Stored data
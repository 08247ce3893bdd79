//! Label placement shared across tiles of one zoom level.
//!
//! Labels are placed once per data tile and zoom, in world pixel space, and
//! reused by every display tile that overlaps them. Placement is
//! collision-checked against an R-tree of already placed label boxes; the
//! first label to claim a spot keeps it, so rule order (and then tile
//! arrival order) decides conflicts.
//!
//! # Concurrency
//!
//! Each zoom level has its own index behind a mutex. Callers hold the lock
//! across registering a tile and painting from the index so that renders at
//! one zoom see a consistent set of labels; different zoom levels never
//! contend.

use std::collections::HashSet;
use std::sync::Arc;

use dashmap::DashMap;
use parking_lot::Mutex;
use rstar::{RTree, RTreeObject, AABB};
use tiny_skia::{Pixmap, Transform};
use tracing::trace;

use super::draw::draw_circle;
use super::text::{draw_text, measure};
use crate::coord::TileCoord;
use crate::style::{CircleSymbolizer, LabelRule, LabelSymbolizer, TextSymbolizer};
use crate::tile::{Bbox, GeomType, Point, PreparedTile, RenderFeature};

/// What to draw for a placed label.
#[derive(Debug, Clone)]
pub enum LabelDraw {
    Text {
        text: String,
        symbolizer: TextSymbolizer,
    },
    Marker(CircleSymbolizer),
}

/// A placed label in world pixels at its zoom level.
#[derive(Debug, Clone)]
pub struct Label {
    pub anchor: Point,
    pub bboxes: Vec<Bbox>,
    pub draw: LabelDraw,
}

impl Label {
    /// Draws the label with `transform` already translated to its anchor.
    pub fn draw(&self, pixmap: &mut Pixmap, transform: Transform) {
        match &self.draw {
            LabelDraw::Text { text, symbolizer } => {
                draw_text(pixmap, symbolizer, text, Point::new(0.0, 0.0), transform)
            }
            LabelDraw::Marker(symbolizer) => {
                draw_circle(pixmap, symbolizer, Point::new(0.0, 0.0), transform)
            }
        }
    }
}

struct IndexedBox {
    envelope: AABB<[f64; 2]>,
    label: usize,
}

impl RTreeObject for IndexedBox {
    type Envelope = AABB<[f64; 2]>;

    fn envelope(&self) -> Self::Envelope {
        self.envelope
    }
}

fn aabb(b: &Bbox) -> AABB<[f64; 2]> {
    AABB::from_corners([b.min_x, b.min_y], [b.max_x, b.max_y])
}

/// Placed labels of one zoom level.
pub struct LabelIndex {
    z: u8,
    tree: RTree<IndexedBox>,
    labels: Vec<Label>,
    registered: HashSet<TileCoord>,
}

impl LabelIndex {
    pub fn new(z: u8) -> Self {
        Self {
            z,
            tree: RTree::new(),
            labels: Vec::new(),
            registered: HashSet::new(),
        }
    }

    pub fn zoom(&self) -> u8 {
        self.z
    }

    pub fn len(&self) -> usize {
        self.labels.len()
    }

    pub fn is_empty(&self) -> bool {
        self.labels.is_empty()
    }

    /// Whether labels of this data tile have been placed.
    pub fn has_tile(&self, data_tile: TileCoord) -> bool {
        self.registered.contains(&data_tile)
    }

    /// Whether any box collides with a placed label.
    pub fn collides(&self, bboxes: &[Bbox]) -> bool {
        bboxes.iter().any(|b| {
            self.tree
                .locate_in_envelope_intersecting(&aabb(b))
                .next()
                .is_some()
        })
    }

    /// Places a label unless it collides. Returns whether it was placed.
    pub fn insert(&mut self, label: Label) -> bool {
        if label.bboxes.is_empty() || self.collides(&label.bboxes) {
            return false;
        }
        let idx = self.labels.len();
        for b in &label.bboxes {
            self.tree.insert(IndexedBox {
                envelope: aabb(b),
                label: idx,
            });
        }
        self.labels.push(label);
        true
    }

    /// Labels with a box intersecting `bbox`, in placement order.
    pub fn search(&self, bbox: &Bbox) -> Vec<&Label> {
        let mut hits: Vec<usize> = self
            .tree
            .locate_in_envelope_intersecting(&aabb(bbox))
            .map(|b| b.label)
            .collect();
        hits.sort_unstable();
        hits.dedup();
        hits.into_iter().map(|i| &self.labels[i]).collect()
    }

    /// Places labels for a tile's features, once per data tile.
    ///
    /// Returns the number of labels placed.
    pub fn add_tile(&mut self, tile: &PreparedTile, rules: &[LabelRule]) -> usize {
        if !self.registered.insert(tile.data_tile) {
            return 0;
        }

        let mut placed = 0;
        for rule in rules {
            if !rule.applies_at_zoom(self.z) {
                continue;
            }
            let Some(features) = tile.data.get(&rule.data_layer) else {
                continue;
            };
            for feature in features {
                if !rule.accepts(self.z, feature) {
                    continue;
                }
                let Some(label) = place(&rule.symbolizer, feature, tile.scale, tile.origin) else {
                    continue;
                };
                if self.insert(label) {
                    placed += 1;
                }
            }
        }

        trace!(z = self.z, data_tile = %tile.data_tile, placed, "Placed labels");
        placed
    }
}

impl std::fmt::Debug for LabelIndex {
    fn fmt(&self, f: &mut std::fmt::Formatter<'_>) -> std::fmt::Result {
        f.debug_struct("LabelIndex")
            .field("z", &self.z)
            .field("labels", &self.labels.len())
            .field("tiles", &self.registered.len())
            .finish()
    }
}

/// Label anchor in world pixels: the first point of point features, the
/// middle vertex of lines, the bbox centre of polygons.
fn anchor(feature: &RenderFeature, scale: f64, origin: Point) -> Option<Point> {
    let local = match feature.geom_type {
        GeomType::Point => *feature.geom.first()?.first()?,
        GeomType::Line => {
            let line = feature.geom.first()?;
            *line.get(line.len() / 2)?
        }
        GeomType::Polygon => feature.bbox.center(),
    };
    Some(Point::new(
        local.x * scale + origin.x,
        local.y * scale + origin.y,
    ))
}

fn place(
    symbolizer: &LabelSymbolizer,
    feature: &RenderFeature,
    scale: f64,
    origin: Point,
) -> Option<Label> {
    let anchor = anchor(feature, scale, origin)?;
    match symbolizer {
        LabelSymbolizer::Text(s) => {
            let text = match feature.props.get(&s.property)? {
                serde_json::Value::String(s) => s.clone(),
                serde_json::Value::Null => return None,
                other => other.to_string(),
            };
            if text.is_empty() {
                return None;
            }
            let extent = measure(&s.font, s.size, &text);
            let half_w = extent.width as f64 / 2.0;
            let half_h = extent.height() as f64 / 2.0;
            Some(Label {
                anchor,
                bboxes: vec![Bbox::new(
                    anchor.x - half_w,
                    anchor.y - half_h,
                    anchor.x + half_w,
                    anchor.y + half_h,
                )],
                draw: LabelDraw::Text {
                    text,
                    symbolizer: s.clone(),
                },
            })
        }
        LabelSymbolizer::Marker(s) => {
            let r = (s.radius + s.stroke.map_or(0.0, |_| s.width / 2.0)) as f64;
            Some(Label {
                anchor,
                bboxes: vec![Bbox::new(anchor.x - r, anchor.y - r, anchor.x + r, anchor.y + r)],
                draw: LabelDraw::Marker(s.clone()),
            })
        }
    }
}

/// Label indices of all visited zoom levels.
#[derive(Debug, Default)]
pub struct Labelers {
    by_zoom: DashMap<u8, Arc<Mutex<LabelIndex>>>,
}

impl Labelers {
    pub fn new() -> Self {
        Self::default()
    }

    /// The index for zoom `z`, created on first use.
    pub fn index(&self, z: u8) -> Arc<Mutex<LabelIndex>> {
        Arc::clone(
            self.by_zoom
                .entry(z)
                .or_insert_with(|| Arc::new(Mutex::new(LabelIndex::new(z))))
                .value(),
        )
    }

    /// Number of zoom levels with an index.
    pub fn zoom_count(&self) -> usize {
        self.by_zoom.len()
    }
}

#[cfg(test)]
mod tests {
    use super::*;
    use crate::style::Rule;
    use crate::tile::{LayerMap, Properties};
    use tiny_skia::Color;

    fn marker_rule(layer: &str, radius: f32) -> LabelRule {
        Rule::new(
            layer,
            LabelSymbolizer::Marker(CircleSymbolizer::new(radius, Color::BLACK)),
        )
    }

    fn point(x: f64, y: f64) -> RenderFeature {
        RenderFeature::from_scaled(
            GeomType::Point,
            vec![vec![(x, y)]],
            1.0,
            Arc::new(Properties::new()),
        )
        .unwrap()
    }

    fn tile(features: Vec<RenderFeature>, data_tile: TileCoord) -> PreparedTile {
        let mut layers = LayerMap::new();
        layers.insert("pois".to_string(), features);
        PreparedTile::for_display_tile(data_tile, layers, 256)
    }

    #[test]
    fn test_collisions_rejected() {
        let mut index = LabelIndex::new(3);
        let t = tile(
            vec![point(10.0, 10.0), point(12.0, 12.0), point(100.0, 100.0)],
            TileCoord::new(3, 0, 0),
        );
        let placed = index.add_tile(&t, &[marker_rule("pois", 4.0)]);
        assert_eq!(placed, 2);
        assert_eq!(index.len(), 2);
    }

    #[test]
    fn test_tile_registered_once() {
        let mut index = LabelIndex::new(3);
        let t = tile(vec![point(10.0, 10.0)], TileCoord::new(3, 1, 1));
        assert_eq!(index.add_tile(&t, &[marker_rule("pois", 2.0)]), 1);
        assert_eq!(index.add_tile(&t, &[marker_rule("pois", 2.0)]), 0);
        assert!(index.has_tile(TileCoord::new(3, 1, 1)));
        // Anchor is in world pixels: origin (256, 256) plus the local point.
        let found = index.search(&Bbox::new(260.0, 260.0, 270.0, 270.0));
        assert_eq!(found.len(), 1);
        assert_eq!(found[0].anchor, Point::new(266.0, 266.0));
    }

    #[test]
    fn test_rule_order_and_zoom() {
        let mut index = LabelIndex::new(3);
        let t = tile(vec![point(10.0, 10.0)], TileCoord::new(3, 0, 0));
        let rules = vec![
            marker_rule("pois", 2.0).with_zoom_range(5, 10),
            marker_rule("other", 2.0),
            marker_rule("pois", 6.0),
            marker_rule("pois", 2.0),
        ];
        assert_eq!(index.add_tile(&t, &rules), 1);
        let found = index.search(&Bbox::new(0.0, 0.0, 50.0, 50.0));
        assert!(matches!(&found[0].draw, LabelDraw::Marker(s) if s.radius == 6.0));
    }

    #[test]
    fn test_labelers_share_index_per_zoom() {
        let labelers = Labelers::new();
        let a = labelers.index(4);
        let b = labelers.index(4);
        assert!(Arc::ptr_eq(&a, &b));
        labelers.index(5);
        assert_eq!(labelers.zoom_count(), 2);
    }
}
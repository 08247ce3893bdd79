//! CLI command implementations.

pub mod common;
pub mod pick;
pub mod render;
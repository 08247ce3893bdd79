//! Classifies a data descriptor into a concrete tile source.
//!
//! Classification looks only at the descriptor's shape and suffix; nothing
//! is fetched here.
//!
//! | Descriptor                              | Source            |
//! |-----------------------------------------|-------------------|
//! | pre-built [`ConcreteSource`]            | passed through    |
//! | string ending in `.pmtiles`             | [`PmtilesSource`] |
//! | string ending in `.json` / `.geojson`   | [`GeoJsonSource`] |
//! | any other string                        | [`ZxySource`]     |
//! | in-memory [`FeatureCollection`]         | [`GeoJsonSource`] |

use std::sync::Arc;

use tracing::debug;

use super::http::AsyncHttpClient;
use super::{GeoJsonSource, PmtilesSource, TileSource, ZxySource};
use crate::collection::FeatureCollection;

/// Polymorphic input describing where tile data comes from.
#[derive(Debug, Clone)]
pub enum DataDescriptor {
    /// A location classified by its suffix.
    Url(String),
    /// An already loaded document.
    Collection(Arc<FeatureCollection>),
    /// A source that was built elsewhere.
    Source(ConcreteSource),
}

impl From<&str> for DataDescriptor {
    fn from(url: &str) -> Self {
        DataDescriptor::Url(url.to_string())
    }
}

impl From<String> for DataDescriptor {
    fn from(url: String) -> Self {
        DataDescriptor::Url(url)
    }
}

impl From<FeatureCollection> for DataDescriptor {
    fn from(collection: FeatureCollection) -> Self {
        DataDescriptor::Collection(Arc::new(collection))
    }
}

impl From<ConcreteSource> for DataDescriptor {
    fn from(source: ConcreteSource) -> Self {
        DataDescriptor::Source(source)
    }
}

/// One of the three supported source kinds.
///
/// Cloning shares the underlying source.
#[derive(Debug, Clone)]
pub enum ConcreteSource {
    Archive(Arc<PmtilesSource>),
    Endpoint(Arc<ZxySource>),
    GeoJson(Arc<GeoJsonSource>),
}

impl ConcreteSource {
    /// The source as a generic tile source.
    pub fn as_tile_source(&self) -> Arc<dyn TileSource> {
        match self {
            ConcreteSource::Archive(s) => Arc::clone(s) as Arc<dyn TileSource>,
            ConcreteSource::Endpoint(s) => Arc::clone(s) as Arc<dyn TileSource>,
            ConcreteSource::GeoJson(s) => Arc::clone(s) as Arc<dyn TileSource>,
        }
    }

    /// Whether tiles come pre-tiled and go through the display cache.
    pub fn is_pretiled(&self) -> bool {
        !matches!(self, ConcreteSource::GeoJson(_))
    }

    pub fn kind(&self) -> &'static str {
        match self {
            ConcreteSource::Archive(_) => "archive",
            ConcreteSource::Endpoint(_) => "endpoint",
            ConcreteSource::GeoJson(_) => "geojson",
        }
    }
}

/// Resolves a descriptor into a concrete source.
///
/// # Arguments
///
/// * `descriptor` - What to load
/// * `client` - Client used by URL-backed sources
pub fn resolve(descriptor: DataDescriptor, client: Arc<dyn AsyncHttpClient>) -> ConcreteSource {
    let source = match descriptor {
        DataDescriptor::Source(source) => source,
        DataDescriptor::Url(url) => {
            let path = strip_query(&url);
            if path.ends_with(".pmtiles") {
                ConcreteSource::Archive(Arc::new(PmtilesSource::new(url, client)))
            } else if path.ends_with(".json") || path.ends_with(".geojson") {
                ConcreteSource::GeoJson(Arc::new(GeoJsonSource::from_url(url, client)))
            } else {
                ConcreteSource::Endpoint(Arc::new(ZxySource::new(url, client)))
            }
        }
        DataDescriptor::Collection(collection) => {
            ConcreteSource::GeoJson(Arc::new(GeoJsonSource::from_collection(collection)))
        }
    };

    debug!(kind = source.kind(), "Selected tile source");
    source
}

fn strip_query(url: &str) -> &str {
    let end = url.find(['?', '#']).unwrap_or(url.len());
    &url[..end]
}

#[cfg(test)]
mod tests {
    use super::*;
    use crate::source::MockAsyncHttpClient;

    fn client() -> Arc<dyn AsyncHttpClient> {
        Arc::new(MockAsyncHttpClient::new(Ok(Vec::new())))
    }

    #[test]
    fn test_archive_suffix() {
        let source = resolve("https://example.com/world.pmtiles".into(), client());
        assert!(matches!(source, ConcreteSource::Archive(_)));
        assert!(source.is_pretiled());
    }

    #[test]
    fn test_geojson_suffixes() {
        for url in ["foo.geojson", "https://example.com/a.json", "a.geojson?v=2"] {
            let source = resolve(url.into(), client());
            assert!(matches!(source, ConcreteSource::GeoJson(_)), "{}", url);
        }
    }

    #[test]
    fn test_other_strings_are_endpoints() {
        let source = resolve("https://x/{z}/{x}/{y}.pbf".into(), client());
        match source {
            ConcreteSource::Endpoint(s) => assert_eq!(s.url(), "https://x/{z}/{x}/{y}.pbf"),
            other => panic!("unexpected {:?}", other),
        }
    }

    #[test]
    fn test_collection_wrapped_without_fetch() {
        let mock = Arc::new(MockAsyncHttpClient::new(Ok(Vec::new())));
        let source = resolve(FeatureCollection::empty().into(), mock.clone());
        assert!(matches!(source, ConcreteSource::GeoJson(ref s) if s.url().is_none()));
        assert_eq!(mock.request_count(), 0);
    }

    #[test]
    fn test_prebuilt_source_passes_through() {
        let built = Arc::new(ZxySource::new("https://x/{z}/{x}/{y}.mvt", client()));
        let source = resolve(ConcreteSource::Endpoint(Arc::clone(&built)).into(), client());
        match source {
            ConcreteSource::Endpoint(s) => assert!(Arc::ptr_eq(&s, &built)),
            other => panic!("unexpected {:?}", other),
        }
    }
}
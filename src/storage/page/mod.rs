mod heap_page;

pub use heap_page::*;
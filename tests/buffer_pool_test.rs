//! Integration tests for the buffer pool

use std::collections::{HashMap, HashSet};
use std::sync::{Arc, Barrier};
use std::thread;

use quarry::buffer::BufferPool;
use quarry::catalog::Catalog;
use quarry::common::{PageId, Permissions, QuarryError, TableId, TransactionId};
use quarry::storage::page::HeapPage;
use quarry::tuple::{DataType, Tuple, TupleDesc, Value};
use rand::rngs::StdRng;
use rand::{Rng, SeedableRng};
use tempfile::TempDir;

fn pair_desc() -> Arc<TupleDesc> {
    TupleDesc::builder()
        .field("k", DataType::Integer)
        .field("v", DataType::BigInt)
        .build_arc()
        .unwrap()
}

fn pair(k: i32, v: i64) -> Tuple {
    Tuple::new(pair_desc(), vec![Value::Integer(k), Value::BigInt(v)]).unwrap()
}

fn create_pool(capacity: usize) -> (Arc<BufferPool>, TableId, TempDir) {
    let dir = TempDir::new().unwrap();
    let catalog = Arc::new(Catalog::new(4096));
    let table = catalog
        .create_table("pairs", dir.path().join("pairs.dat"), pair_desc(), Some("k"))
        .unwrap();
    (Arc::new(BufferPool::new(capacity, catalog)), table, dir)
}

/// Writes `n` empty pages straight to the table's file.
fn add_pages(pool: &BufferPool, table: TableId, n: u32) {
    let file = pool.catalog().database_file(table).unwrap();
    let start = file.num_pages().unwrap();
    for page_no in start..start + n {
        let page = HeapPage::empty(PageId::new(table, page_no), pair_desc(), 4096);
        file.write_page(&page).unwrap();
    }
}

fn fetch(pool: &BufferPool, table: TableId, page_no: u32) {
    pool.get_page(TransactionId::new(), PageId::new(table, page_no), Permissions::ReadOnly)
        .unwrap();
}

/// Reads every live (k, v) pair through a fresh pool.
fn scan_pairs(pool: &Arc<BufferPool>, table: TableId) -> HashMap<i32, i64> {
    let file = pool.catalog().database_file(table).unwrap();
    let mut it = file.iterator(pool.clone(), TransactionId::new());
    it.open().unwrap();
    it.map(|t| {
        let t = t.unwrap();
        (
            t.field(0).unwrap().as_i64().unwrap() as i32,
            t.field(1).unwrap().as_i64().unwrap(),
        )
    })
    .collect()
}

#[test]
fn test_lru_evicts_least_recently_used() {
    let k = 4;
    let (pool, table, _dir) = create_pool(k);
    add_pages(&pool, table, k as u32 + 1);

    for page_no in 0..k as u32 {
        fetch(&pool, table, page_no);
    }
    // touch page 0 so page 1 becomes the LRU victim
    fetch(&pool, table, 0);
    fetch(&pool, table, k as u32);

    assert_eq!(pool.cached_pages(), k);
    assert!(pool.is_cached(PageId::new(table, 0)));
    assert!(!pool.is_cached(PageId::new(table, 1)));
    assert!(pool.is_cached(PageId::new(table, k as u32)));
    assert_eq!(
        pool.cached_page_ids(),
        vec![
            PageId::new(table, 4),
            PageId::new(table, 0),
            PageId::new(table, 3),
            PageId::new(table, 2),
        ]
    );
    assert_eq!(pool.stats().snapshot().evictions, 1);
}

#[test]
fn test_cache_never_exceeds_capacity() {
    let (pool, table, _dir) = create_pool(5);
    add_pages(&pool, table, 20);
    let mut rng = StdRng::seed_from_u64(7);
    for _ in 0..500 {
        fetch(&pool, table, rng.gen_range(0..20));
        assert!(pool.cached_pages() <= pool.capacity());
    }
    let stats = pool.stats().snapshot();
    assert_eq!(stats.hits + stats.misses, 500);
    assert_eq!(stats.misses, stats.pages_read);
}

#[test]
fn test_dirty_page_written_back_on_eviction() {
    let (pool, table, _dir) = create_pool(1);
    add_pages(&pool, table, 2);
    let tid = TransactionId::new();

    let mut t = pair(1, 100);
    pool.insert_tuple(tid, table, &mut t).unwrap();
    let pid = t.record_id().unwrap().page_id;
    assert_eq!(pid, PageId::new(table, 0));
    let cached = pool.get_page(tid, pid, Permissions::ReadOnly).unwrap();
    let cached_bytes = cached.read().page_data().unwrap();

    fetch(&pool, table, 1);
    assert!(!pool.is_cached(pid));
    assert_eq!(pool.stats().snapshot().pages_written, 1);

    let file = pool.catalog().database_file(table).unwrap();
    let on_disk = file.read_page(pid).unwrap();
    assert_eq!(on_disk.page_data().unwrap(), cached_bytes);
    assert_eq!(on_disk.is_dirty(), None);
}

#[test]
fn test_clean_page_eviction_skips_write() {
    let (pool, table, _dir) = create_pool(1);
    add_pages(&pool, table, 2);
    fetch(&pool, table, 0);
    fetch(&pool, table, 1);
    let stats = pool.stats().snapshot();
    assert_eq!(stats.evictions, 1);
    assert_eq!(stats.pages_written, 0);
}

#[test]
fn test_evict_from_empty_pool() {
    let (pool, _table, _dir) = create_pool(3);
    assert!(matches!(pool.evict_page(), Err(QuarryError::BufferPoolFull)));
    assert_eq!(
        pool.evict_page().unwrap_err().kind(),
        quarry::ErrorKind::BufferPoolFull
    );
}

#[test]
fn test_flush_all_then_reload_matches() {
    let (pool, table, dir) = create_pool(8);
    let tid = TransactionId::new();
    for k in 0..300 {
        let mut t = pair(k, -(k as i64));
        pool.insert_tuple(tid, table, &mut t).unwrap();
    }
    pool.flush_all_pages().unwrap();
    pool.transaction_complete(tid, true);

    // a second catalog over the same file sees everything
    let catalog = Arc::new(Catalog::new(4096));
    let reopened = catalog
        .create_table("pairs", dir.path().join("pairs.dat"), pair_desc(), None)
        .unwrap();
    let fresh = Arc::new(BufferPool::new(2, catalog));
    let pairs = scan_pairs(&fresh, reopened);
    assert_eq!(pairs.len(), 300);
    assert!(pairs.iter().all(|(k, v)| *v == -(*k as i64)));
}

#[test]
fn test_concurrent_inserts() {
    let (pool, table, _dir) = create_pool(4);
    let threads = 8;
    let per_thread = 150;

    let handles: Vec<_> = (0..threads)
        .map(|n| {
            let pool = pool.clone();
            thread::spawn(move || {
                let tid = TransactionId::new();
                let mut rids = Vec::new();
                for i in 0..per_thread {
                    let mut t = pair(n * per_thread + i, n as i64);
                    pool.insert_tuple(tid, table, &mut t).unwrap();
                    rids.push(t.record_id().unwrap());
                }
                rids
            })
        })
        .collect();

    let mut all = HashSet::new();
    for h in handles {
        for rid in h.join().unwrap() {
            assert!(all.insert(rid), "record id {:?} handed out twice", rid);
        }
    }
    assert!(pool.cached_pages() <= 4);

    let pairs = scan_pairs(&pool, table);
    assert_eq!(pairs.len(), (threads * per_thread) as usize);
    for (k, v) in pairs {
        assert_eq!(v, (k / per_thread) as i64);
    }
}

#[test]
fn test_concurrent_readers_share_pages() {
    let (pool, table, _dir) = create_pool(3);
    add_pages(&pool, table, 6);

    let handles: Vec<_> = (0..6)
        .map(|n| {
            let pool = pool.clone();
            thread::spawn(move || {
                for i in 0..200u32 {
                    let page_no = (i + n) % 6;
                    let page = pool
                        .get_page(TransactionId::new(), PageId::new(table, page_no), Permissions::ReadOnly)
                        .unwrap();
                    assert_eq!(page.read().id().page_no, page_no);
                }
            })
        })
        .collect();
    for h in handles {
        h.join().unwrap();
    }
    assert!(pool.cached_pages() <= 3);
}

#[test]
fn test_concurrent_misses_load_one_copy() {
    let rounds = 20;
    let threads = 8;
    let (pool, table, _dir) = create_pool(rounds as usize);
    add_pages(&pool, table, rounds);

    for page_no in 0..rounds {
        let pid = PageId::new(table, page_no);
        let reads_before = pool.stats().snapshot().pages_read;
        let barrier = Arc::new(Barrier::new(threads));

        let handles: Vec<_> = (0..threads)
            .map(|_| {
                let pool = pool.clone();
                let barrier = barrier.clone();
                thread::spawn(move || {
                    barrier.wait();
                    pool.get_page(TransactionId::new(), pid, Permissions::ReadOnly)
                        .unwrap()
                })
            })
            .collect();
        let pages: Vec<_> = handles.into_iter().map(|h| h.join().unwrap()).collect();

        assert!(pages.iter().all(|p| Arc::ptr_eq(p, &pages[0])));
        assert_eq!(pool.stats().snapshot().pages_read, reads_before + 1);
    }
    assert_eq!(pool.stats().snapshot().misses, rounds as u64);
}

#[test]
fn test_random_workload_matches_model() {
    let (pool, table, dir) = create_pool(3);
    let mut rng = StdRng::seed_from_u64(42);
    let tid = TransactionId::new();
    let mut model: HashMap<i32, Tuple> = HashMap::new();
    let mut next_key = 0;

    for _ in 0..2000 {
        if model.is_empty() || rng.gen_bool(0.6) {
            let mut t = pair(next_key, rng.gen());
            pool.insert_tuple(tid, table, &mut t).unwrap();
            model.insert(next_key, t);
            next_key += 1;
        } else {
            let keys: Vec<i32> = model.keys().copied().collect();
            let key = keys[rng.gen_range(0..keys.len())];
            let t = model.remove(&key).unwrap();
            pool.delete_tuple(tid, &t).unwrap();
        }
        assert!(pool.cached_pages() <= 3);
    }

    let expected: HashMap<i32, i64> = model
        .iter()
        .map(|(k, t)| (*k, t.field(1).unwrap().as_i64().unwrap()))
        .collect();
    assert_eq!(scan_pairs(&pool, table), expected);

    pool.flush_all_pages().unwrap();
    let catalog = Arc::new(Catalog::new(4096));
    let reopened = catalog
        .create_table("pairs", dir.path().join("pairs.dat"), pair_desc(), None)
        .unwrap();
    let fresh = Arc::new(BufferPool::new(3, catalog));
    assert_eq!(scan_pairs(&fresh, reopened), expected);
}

*What to produce*
Word for word, restate the lines of the data above that fall between the line holding "already loaded document." and the line holding "fn from(url: String)", inclusive, and no other lines.

*Your solution*
    /// An already loaded document.
    Collection(Arc<FeatureCollection>),
    /// A source that was built elsewhere.
    Source(ConcreteSource),
}

impl From<&str> for DataDescriptor {
    fn from(url: &str) -> Self {
        DataDescriptor::Url(url.to_string())
    }
}

impl From<String> for DataDescriptor {
    fn from(url: String) -> Self {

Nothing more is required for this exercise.